→ **Problem requirements**: Every line of the data below needs to be reproduced exactly.

Records from a data collection:
>>

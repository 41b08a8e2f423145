pub mod api;
pub mod events;
pub mod groups;
pub mod models;
//! End-to-end pipeline tests: durable write, then best-effort push to every
//! connection registered for the target group, with offline receivers able to
//! pull their rows later.

use std::sync::Arc;

use uuid::Uuid;

use playmaker_db::Database;
use playmaker_gateway::dispatcher::{DispatchError, Dispatcher};
use playmaker_gateway::registry::GroupRegistry;
use playmaker_types::groups::{notification_group, thread_key};
use playmaker_types::models::NotificationKind;

fn pipeline(usernames: &[&str]) -> (Dispatcher, Arc<Database>, Vec<i64>) {
    let db = Arc::new(Database::open_in_memory().unwrap());
    let ids = usernames
        .iter()
        .map(|name| db.create_user(name, None).unwrap())
        .collect();
    let dispatcher = Dispatcher::new(db.clone(), GroupRegistry::new());
    (dispatcher, db, ids)
}

#[tokio::test]
async fn chat_send_persists_and_pushes_both_halves() {
    let (dispatcher, db, ids) = pipeline(&["alice", "bob"]);
    let (a, b) = (ids[0], ids[1]);
    let thread = thread_key(a, b);
    assert_eq!(thread, "chat_1_2");

    let registry = dispatcher.registry().clone();
    let mut chat_rx = registry.add_member(&thread, Uuid::new_v4()).await;
    let mut notif_rx = registry
        .add_member(&notification_group(b), Uuid::new_v4())
        .await;

    let payload = dispatcher
        .send_chat_message(a, b, &thread, "hi")
        .await
        .unwrap();
    assert_eq!(payload.sender.id, a);
    assert_eq!(payload.message.as_deref(), Some("hi"));

    // Durable chat row with the canonical thread key.
    let rows = db.get_thread_messages(&thread, 50, 0).unwrap();
    assert_eq!(rows.len(), 1);
    assert_eq!(rows[0].sender_id, a);
    assert_eq!(rows[0].receiver_id, b);
    assert_eq!(rows[0].thread_name, "chat_1_2");
    assert_eq!(rows[0].body.as_deref(), Some("hi"));

    // Durable notification row for the receiver.
    let notifications = db.list_notifications(b).unwrap();
    assert_eq!(notifications.len(), 1);
    assert_eq!(notifications[0].kind, "message");
    assert!(!notifications[0].seen);

    // Live push on the thread group.
    let chat_json = chat_rx.recv().await.unwrap();
    let chat: serde_json::Value = serde_json::from_str(&chat_json).unwrap();
    assert_eq!(chat["sender"]["username"], "alice");
    assert_eq!(chat["message"], "hi");
    assert_eq!(chat["thread_name"], "chat_1_2");

    // Live push on the receiver's notification group.
    let notif_json = notif_rx.recv().await.unwrap();
    let notif: serde_json::Value = serde_json::from_str(&notif_json).unwrap();
    assert_eq!(notif["type"], "message");
    assert_eq!(notif["sender"], "alice");
    assert_eq!(notif["text"], "New message from alice");
    assert_eq!(notif["link"], "/chat/chat_1_2");
}

#[tokio::test]
async fn thread_key_symmetric_across_send_direction() {
    let (dispatcher, db, ids) = pipeline(&["alice", "bob"]);
    let (a, b) = (ids[0], ids[1]);

    dispatcher
        .send_chat_message(a, b, &thread_key(a, b), "one")
        .await
        .unwrap();
    dispatcher
        .send_chat_message(b, a, &thread_key(b, a), "two")
        .await
        .unwrap();

    assert_eq!(db.count_thread_messages("chat_1_2").unwrap(), 2);
}

#[tokio::test]
async fn unknown_identity_drops_without_rows() {
    let (dispatcher, db, ids) = pipeline(&["alice", "bob"]);
    let thread = thread_key(ids[0], ids[1]);

    let err = dispatcher
        .send_chat_message(999, ids[1], &thread, "ghost")
        .await
        .unwrap_err();
    assert!(matches!(err, DispatchError::UnknownUser(999)));

    let err = dispatcher
        .send_chat_message(ids[0], 999, &thread, "to nobody")
        .await
        .unwrap_err();
    assert!(matches!(err, DispatchError::UnknownUser(999)));

    assert_eq!(db.count_thread_messages(&thread).unwrap(), 0);
    assert!(db.list_notifications(ids[1]).unwrap().is_empty());
}

#[tokio::test]
async fn fan_out_creates_a_row_per_receiver_and_pushes_to_connected() {
    let db = Arc::new(Database::open_in_memory().unwrap());
    let academy = db.create_user("academy_one", None).unwrap();
    let followers: Vec<i64> = (0..50)
        .map(|i| db.create_user(&format!("player_{}", i), None).unwrap())
        .collect();

    let registry = GroupRegistry::new();
    let dispatcher = Dispatcher::new(db.clone(), registry.clone());

    // Ten followers are online, the rest are not.
    let mut online = Vec::new();
    for &id in &followers[..10] {
        let rx = registry
            .add_member(&notification_group(id), Uuid::new_v4())
            .await;
        online.push((id, rx));
    }

    dispatcher
        .fan_out(
            NotificationKind::NewPost,
            "academy_one added a new post",
            Some("/view_post_details/1"),
            academy,
            &followers,
        )
        .await
        .unwrap();

    // Exactly one row per receiver, all unseen.
    for &id in &followers {
        let rows = db.list_notifications(id).unwrap();
        assert_eq!(rows.len(), 1);
        assert_eq!(rows[0].kind, "new_post");
        assert!(!rows[0].seen);
    }

    // Each connected follower got exactly one push.
    for (_, rx) in online.iter_mut() {
        let json = rx.recv().await.unwrap();
        let value: serde_json::Value = serde_json::from_str(&json).unwrap();
        assert_eq!(value["type"], "new_post");
        assert_eq!(value["sender"], "academy_one");
        assert!(rx.try_recv().is_err());
    }

    // An offline follower still finds the row on the pull path.
    let offline = followers[49];
    let rows = db.list_notifications(offline).unwrap();
    assert_eq!(rows.len(), 1);
    assert_eq!(rows[0].text.as_deref(), Some("academy_one added a new post"));
}

#[tokio::test]
async fn fan_out_skips_unknown_receivers_and_continues() {
    let (dispatcher, db, ids) = pipeline(&["academy", "p1", "p2"]);

    // Receiver 999 violates the notifications FK; its iteration fails in
    // isolation and the remaining receivers are still processed.
    dispatcher
        .fan_out(
            NotificationKind::NewTrial,
            "academy added a new Trial",
            Some("/trial_details/3"),
            ids[0],
            &[ids[1], 999, ids[2]],
        )
        .await
        .unwrap();

    assert_eq!(db.list_notifications(ids[1]).unwrap().len(), 1);
    assert_eq!(db.list_notifications(ids[2]).unwrap().len(), 1);
}

#[tokio::test]
async fn closed_connection_misses_later_broadcasts() {
    let (dispatcher, _db, ids) = pipeline(&["alice", "bob"]);
    let registry = dispatcher.registry().clone();
    let group = notification_group(ids[1]);

    let conn = Uuid::new_v4();
    let mut rx = registry.add_member(&group, conn).await;

    dispatcher
        .fan_out(NotificationKind::Follow, "alice started following you", None, ids[0], &[ids[1]])
        .await
        .unwrap();
    assert!(rx.recv().await.is_some());

    registry.remove_member(&group, conn).await;
    dispatcher
        .fan_out(NotificationKind::Follow, "again", None, ids[0], &[ids[1]])
        .await
        .unwrap();

    assert!(rx.recv().await.is_none());
}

<<

→ **Written solution**:
repository 41b08a8e2f423145
pub mod api;
pub mod events;
pub mod groups;
pub mod models;
//! End-to-end pipeline tests: durable write, then best-effort push to every
//! connection registered for the target group, with offline receivers able to
//! pull their rows later.

use std::sync::Arc;

use uuid::Uuid;

use playmaker_db::Database;
use playmaker_gateway::dispatcher::{DispatchError, Dispatcher};
use playmaker_gateway::registry::GroupRegistry;
use playmaker_types::groups::{notification_group, thread_key};
use playmaker_types::models::NotificationKind;

fn pipeline(usernames: &[&str]) -> (Dispatcher, Arc<Database>, Vec<i64>) {
    let db = Arc::new(Database::open_in_memory().unwrap());
    let ids = usernames
        .iter()
        .map(|name| db.create_user(name, None).unwrap())
        .collect();
    let dispatcher = Dispatcher::new(db.clone(), GroupRegistry::new());
    (dispatcher, db, ids)
}

#[tokio::test]
async fn chat_send_persists_and_pushes_both_halves() {
    let (dispatcher, db, ids) = pipeline(&["alice", "bob"]);
    let (a, b) = (ids[0], ids[1]);
    let thread = thread_key(a, b);
    assert_eq!(thread, "chat_1_2");

    let registry = dispatcher.registry().clone();
    let mut chat_rx = registry.add_member(&thread, Uuid::new_v4()).await;
    let mut notif_rx = registry
        .add_member(&notification_group(b), Uuid::new_v4())
        .await;

    let payload = dispatcher
        .send_chat_message(a, b, &thread, "hi")
        .await
        .unwrap();
    assert_eq!(payload.sender.id, a);
    assert_eq!(payload.message.as_deref(), Some("hi"));

    // Durable chat row with the canonical thread key.
    let rows = db.get_thread_messages(&thread, 50, 0).unwrap();
    assert_eq!(rows.len(), 1);
    assert_eq!(rows[0].sender_id, a);
    assert_eq!(rows[0].receiver_id, b);
    assert_eq!(rows[0].thread_name, "chat_1_2");
    assert_eq!(rows[0].body.as_deref(), Some("hi"));

    // Durable notification row for the receiver.
    let notifications = db.list_notifications(b).unwrap();
    assert_eq!(notifications.len(), 1);
    assert_eq!(notifications[0].kind, "message");
    assert!(!notifications[0].seen);

    // Live push on the thread group.
    let chat_json = chat_rx.recv().await.unwrap();
    let chat: serde_json::Value = serde_json::from_str(&chat_json).unwrap();
    assert_eq!(chat["sender"]["username"], "alice");
    assert_eq!(chat["message"], "hi");
    assert_eq!(chat["thread_name"], "chat_1_2");

    // Live push on the receiver's notification group.
    let notif_json = notif_rx.recv().await.unwrap();
    let notif: serde_json::Value = serde_json::from_str(&notif_json).unwrap();
    assert_eq!(notif["type"], "message");
    assert_eq!(notif["sender"], "alice");
    assert_eq!(notif["text"], "New message from alice");
    assert_eq!(notif["link"], "/chat/chat_1_2");
}

#[tokio::test]
async fn thread_key_symmetric_across_send_direction() {
    let (dispatcher, db, ids) = pipeline(&["alice", "bob"]);
    let (a, b) = (ids[0], ids[1]);

    dispatcher
        .send_chat_message(a, b, &thread_key(a, b), "one")
        .await
        .unwrap();
    dispatcher
        .send_chat_message(b, a, &thread_key(b, a), "two")
        .await
        .unwrap();

    assert_eq!(db.count_thread_messages("chat_1_2").unwrap(), 2);
}

#[tokio::test]
async fn unknown_identity_drops_without_rows() {
    let (dispatcher, db, ids) = pipeline(&["alice", "bob"]);
    let thread = thread_key(ids[0], ids[1]);

    let err = dispatcher
        .send_chat_message(999, ids[1], &thread, "ghost")
        .await
        .unwrap_err();
    assert!(matches!(err, DispatchError::UnknownUser(999)));

    let err = dispatcher
        .send_chat_message(ids[0], 999, &thread, "to nobody")
        .await
        .unwrap_err();
    assert!(matches!(err, DispatchError::UnknownUser(999)));

    assert_eq!(db.count_thread_messages(&thread).unwrap(), 0);
    assert!(db.list_notifications(ids[1]).unwrap().is_empty());
}

#[tokio::test]
async fn fan_out_creates_a_row_per_receiver_and_pushes_to_connected() {
    let db = Arc::new(Database::open_in_memory().unwrap());
    let academy = db.create_user("academy_one", None).unwrap();
    let followers: Vec<i64> = (0..50)
        .map(|i| db.create_user(&format!("player_{}", i), None).unwrap())
        .collect();

    let registry = GroupRegistry::new();
    let dispatcher = Dispatcher::new(db.clone(), registry.clone());

    // Ten followers are online, the rest are not.
    let mut online = Vec::new();
    for &id in &followers[..10] {
        let rx = registry
            .add_member(&notification_group(id), Uuid::new_v4())
            .await;
        online.push((id, rx));
    }

    dispatcher
        .fan_out(
            NotificationKind::NewPost,
            "academy_one added a new post",
            Some("/view_post_details/1"),
            academy,
            &followers,
        )
        .await
        .unwrap();

    // Exactly one row per receiver, all unseen.
    for &id in &followers {
        let rows = db.list_notifications(id).unwrap();
        assert_eq!(rows.len(), 1);
        assert_eq!(rows[0].kind, "new_post");
        assert!(!rows[0].seen);
    }

    // Each connected follower got exactly one push.
    for (_, rx) in online.iter_mut() {
        let json = rx.recv().await.unwrap();
        let value: serde_json::Value = serde_json::from_str(&json).unwrap();
        assert_eq!(value["type"], "new_post");
        assert_eq!(value["sender"], "academy_one");
        assert!(rx.try_recv().is_err());
    }

    // An offline follower still finds the row on the pull path.
    let offline = followers[49];
    let rows = db.list_notifications(offline).unwrap();
    assert_eq!(rows.len(), 1);
    assert_eq!(rows[0].text.as_deref(), Some("academy_one added a new post"));
}

#[tokio::test]
async fn fan_out_skips_unknown_receivers_and_continues() {
    let (dispatcher, db, ids) = pipeline(&["academy", "p1", "p2"]);

    // Receiver 999 violates the notifications FK; its iteration fails in
    // isolation and the remaining receivers are still processed.
    dispatcher
        .fan_out(
            NotificationKind::NewTrial,
            "academy added a new Trial",
            Some("/trial_details/3"),
            ids[0],
            &[ids[1], 999, ids[2]],
        )
        .await
        .unwrap();

    assert_eq!(db.list_notifications(ids[1]).unwrap().len(), 1);
    assert_eq!(db.list_notifications(ids[2]).unwrap().len(), 1);
}

#[tokio::test]
async fn closed_connection_misses_later_broadcasts() {
    let (dispatcher, _db, ids) = pipeline(&["alice", "bob"]);
    let registry = dispatcher.registry().clone();
    let group = notification_group(ids[1]);

    let conn = Uuid::new_v4();
    let mut rx = registry.add_member(&group, conn).await;

    dispatcher
        .fan_out(NotificationKind::Follow, "alice started following you", None, ids[0], &[ids[1]])
        .await
        .unwrap();
    assert!(rx.recv().await.is_some());

    registry.remove_member(&group, conn).await;
    dispatcher
        .fan_out(NotificationKind::Follow, "again", None, ids[0], &[ids[1]])
        .await
        .unwrap();

    assert!(rx.recv().await.is_none());
}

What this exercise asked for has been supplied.